I'm programing a program for downloading images from internet and I would like to speed it up using multiple requests at once.

So I wrote a code you can see here at GitHub.

I can request for webpage only like this:

def myrequest(url):
    worked = False
    req = Request(url, headers={'User-Agent': 'Mozilla/5.0'})
    while not worked:
        try:
            webpage_read = urlopen(req).read()
            worked = True
        except:
            print("failed to connect to \n{}".format(url))
    return(webpage_read)

url = "http://www.mangahere.co/manga/mysterious_girlfriend_x"
webpage_read = myrequest(url).decode("utf-8")

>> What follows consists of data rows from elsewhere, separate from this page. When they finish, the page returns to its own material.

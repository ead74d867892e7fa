//! reelsite Core Library
//!
//! Site input model, configuration, and error handling for the reelsite
//! website generator.

pub mod config;
pub mod error;
pub mod site;

pub use config::Config;
pub use error::{CoreError, Result};
pub use site::{
    Content, DeploymentType, DesignSystem, Game, Images, SiteInput, is_valid_slug,
    slugify,
};
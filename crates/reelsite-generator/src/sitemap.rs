//! Sitemap generation.
//!
//! Generates `sitemap.xml` with the fixed site pages plus one entry per game.

use chrono::NaiveDate;
use reelsite_core::{Config, Game};
use tracing::debug;

use crate::{
    layout::{Layout, Route},
    xml::XmlElement,
};

const SITEMAP_NS: &str = "http://www.sitemaps.org/schemas/sitemap/0.9";

/// Change frequency for sitemap entries.
#[derive(Debug, Clone, Copy, PartialEq, Eq)]
pub enum ChangeFreq {
    Always,
    Hourly,
    Daily,
    Weekly,
    Monthly,
    Yearly,
    Never,
}

impl ChangeFreq {
    fn as_str(&self) -> &'static str {
        match self {
            Self::Always => "always",
            Self::Hourly => "hourly",
            Self::Daily => "daily",
            Self::Weekly => "weekly",
            Self::Monthly => "monthly",
            Self::Yearly => "yearly",
            Self::Never => "never",
        }
    }
}

/// A sitemap URL entry.
#[derive(Debug, Clone)]
pub struct SitemapUrl {
    /// URL location.
    pub loc: String,

    /// Last modification date.
    pub lastmod: Option<NaiveDate>,

    /// Change frequency.
    pub changefreq: ChangeFreq,

    /// Priority (0.0 to 1.0).
    pub priority: f32,
}

impl SitemapUrl {
    fn to_element(&self) -> XmlElement {
        let mut url = XmlElement::new("url").child(XmlElement::leaf("loc", &self.loc));
        if let Some(lastmod) = self.lastmod {
            url.push(XmlElement::leaf(
                "lastmod",
                lastmod.format("%Y-%m-%d").to_string(),
            ));
        }
        url.child(XmlElement::leaf("changefreq", self.changefreq.as_str()))
            .child(XmlElement::leaf("priority", format!("{:.1}", self.priority)))
    }
}

/// Sitemap generator.
#[derive(Debug)]
pub struct SitemapGenerator<'a> {
    config: &'a Config,
    layout: Layout,
}

impl<'a> SitemapGenerator<'a> {
    /// Create a new sitemap generator.
    #[must_use]
    pub fn new(config: &'a Config, layout: Layout) -> Self {
        Self { config, layout }
    }

    /// Sitemap entries: home, games and about, then one per game.
    #[must_use]
    pub fn urls(&self, games: &[Game], lastmod: Option<NaiveDate>) -> Vec<SitemapUrl> {
        let entry = |route: Route, changefreq, priority| SitemapUrl {
            loc: self.config.url_for(&self.layout.href(&route)),
            lastmod,
            changefreq,
            priority,
        };

        let mut urls = vec![
            entry(Route::Home, ChangeFreq::Daily, 1.0),
            entry(Route::Games, ChangeFreq::Weekly, 0.8),
            entry(Route::About, ChangeFreq::Monthly, 0.6),
        ];
        urls.extend(
            games
                .iter()
                .map(|game| entry(Route::Game(game.slug.clone()), ChangeFreq::Monthly, 0.7)),
        );
        urls
    }

    /// Generate sitemap XML.
    #[must_use]
    pub fn generate(&self, games: &[Game], lastmod: Option<NaiveDate>) -> String {
        let urls = self.urls(games, lastmod);
        debug!(count = urls.len(), "generating sitemap");

        urls.iter()
            .fold(XmlElement::new("urlset").attr("xmlns", SITEMAP_NS), |set, url| {
                set.child(url.to_element())
            })
            .to_document()
    }
}

#[cfg(test)]
mod tests {
    use reelsite_core::DeploymentType;

    use super::*;
    use crate::pages::tests::games;

    #[test]
    fn test_one_entry_per_game_plus_fixed_pages() {
        let config = Config::default();
        let generator = SitemapGenerator::new(&config, Layout::new(DeploymentType::Standard));

        for n in [0, 1, 7] {
            let xml = generator.generate(&games(n), None);
            assert_eq!(xml.matches("<url>").count(), n + 3, "n = {n}");
        }
    }

    #[test]
    fn test_standard_locations() {
        let mut config = Config::default();
        config.site.base_url = "https://lucky.example".to_string();
        let generator = SitemapGenerator::new(&config, Layout::new(DeploymentType::Standard));

        let xml = generator.generate(&games(1), NaiveDate::from_ymd_opt(2026, 10, 19));

        assert!(xml.starts_with("<?xml version=\"1.0\" encoding=\"UTF-8\"?>"));
        assert!(xml.contains(r#"<urlset xmlns="http://www.sitemaps.org/schemas/sitemap/0.9">"#));
        assert!(xml.contains("<loc>https://lucky.example/</loc>"));
        assert!(xml.contains("<loc>https://lucky.example/games.html</loc>"));
        assert!(xml.contains("<loc>https://lucky.example/about.html</loc>"));
        assert!(xml.contains("<loc>https://lucky.example/games/game-0.html</loc>"));
        assert!(xml.contains("<lastmod>2026-10-19</lastmod>"));
        assert!(xml.contains("<priority>1.0</priority>"));
        assert!(xml.contains("<changefreq>weekly</changefreq>"));
    }

    #[test]
    fn test_traffic_armor_locations() {
        let config = Config::default();
        let generator = SitemapGenerator::new(&config, Layout::new(DeploymentType::TrafficArmor));

        let urls = generator.urls(&games(1), None);
        let locs: Vec<_> = urls.iter().map(|u| u.loc.as_str()).collect();
        assert_eq!(locs, ["/", "/games.php", "/about.php", "/games/game-0/"]);
        assert!(urls.iter().all(|u| u.lastmod.is_none()));
    }

    #[test]
    fn test_locations_are_escaped() {
        let config = Config::default();
        let generator = SitemapGenerator::new(&config, Layout::new(DeploymentType::Standard));
        let mut list = games(1);
        list[0].slug = "cash&carry".to_string();

        let xml = generator.generate(&list, None);
        assert!(xml.contains("<loc>/games/cash&amp;carry.html</loc>"));
    }
}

The while is here because I definitely want to download every single picture, so I'm trying until it work (nothing can go wrong except urllib.error.HTTPError: HTTP Error 504: Gateway Time-out)

My question is, how to run that multiple times at once?

My idea is to have " a comander" which will run 5 (or 85) pythonic scripts, give each url and get webpage from them once they are finished, but this is definitely a silly solution :)

EDIT: I used _thread but it doesn't seem to speed up the program. That should have been the solution am I doing it wrong? that is my new question. You can use link do get to my code on GitHub

def thrue_thread_download_pics(path, url, ep, name):
    lock.acquire()
    global goal
    goal += 1
    lock.release()
    webpage_read = myrequest("{}/{}.html".format(url, ep))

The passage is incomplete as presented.